# Northern Flight Guide Service



## DEER HNTR (May 5, 2006)

Just wanted to know some honest opinions of Northern Flight Guide Service. I'm from Nebraska and was thinking about booking a late October duck hunt for a group of friends with them. We are seasoned waterfowl hunters here in Nebraska but we mostly hunt the Platte River and were looking for a new experience of field hunting up there. Just wanted to know what you guys thought about their operation. I know most probably don't like the whole guided hunt issue but we don't have a whole lot of time to drive up and do the necessary scouting and arrange permission to hunt, so we are going with a guide to curb that problem. Thanks in advance for any help.


----------



## 870 XPRS (Mar 12, 2003)

You don't have a couple hours in an evening when you get here??? That's all it takes. I usually don't know a lot of the landowners I ask at about dark when I find a field. I'm not bashing you in the slightest, but I find it hard to belive that you are a hardcore waterfowler and you don't have an hour or two out of your trip to talk to landowners and ask for permission. I'm sorry I'm the first one to derail your post, but if you think your a seasoned waterfowler I don't think you'll need a guide. Let me be the first to welcome you with open arms to ND, but you don't need a guide. To answer your question however, I don't know a thing about the guide service you speak of. Then again, I'm no one to ask, I don't have a good word to say about most services in this state.


----------



## 4CurlRedleg (Aug 31, 2003)

Never heard of them. Who is the operator? That will generally tell you if they are worth their oats.

870's comments are dead on, you would be better served by making a contact here and playing it out freelance style. Saved money and a true to life fair chase hunt.


----------



## g/o (Jul 13, 2004)

Top Knotch all the way, you will have a hard time finding a better outfitter in this state than Kyle Blanchfield. If you are coming here looking to hire a outfitter and guide, I would highley recommend Kyle and his crew.


----------



## DEER HNTR (May 5, 2006)

The other reason besides time constraints we were leaning towards a guided hunt was we were under the assumption that most prime locations were leased up just like most are here in NE. Here in NE if you don't have a lease you are hard pressed to find a place to hunt. So from the above posts I am assuming that permission is not that hard to come by in ND. Here in NE you can get a Platte map and call all the landowners and anything worth a darn will be leased up or the farmer wants a fortune for a couple of days. How common is it for leases up there for individuals who are not outtfitters? Thanks.


----------



## DuckerIL (Dec 9, 2005)

This coming season will be my third up in NoDak, we freelance and I find that obtaining permission isn't at all difficult. Like earlier posts, a few hours in the evening locating the birds is actually enjoyable, at least to me, getting to know the lanscape. A chance to meet the landowners to ask permission and perhaps getting to know them is also a bonus. Almost all I've met have been great people, even if permission isn't given, which is rarely the case.
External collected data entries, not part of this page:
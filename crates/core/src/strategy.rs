use serde::{Deserialize, Serialize};
use std::fmt;

/// Score at or above which the feed goes deeper into the current topic.
pub const DEEPER_THRESHOLD: f64 = 0.65;
/// Score at or above which the feed branches into adjacent fields.
pub const BRANCH_THRESHOLD: f64 = 0.35;

/// How the next batch of content explores the topic.
#[derive(Debug, Clone, Copy, PartialEq, Eq, Hash, Serialize, Deserialize)]
#[serde(rename_all = "lowercase")]
pub enum Strategy {
    /// Mechanism-level detail building on what was already read.
    Deeper,
    /// Connections to adjacent fields.
    Branch,
    /// Lighter, novel content on a different subject.
    Pivot,
}

impl Strategy {
    pub const ALL: [Strategy; 3] = [Strategy::Deeper, Strategy::Branch, Strategy::Pivot];

    /// Maps an engagement score to a strategy. Lower bounds are inclusive.
    pub fn select(engagement_score: f64) -> Self {
        if engagement_score >= DEEPER_THRESHOLD {
            Strategy::Deeper
        } else if engagement_score >= BRANCH_THRESHOLD {
            Strategy::Branch
        } else {
            Strategy::Pivot
        }
    }

    pub fn as_str(&self) -> &'static str {
        match self {
            Strategy::Deeper => "deeper",
            Strategy::Branch => "branch",
            Strategy::Pivot => "pivot",
        }
    }

    pub fn parse(value: &str) -> Option<Self> {
        Self::ALL.into_iter().find(|s| s.as_str() == value)
    }
}

impl fmt::Display for Strategy {
    fn fmt(&self, f: &mut fmt::Formatter<'_>) -> fmt::Result {
        f.write_str(self.as_str())
    }
}

#[cfg(test)]
mod tests {
    use super::*;

    #[test]
    fn test_thresholds() {
        assert_eq!(Strategy::select(1.0), Strategy::Deeper);
        assert_eq!(Strategy::select(0.65), Strategy::Deeper);
        assert_eq!(Strategy::select(0.649999), Strategy::Branch);
        assert_eq!(Strategy::select(0.5), Strategy::Branch);
        assert_eq!(Strategy::select(0.35), Strategy::Branch);
        assert_eq!(Strategy::select(0.349999), Strategy::Pivot);
        assert_eq!(Strategy::select(0.0), Strategy::Pivot);
    }

    #[test]
    fn test_wire_names() {
        assert_eq!(serde_json::to_string(&Strategy::Deeper).unwrap(), "\"deeper\"");
        let parsed: Strategy = serde_json::from_str("\"pivot\"").unwrap();
        assert_eq!(parsed, Strategy::Pivot);
        assert_eq!(Strategy::parse("branch"), Some(Strategy::Branch));
        assert_eq!(Strategy::parse("sideways"), None);
        assert_eq!(Strategy::Branch.to_string(), "branch");
    }
}
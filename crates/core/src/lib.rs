//! Core content pipeline of the SciScroll exploration feed.
//!
//! Telemetry is scored, the score picks an exploration strategy, the
//! orchestrator plans a batch of content groups, media requests are resolved
//! against external sources, and the result is assembled into content blocks
//! and next-node suggestions.

pub mod assembler;
pub mod dispatcher;
pub mod engagement;
pub mod feed;
pub mod llm_client;
pub mod media;
pub mod orchestration;
pub mod slug;
pub mod sources;
pub mod strategy;
pub mod validator;
pub mod variety;

pub use feed::{ExplorationFeed, FeedError, GenerateRequest, GeneratedFeed, InitialFeed};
I actually think the whole aforementioned proccess is an important part of the process in resolving the whole Resident/NR issue..... a little respect goes a long way. Anyway, whatever you chose I'm sure you'll find the experience outstanding. Thanks for having us NoDak!


----------



## Tator (Dec 10, 2005)

DuckerIL hitter on the head there :bop:


----------



## lasalle (Jan 15, 2003)

You do not need a guide service in ND unless you have no experience waterfowl hunting or any gear. To have a great time in ND you need some gas in your truck, 2 dozen mallard decoys, a 5 gallon bucket to sit on and a good lab.


----------



## hoosier dhr (Jul 24, 2003)

Dont use a G/O they are the reason the land is getting leased and or 
posted. We just use 5 doz goose dekes (mostly shells but are working on more FBs) and a few spinners in the field and the ducks sworm in.
If they are not working fields we look for transition sloughs with 1 or 2 doz water dekes.
Good luck, and seriously *pay to hunt is non American*


----------



## striped1 (Aug 17, 2005)

More and more if ND land is getting tied up in leases or farmers boarding hunters. I have been going for 6 years and every year we loose more land. It is simple economics, the farmers are vertically integrating for more profits.

We own a house in a small town and have great relationships with landowners out there and more farms are sold, leased, housing hunters or lost to taxes.

I have mixed feelings about engaging a guide / of. I understand it, but don't like it. I think the time will come soon that we sell our house and move to a different area or even state because ND hunting is fast changing.

Also, you may run into some interesting "locals". Usually they are from there but have moved to Fargo or GF and come back to hunt. My favorite in our area is a former "local", a banker who is buying up all the land, posting it, hunting the un-posted land and even burning guys who have permission to be there. He is a piece of work. He tries to chase you off land that isn't his, claiming that it is and that you will have permission for. If you don't leave, he will set up right next to you. 
If you see a guy pulling that sh*t in a camo'd suburban with ND plates, don't be afraid to slash his tires. He deserves it.


----------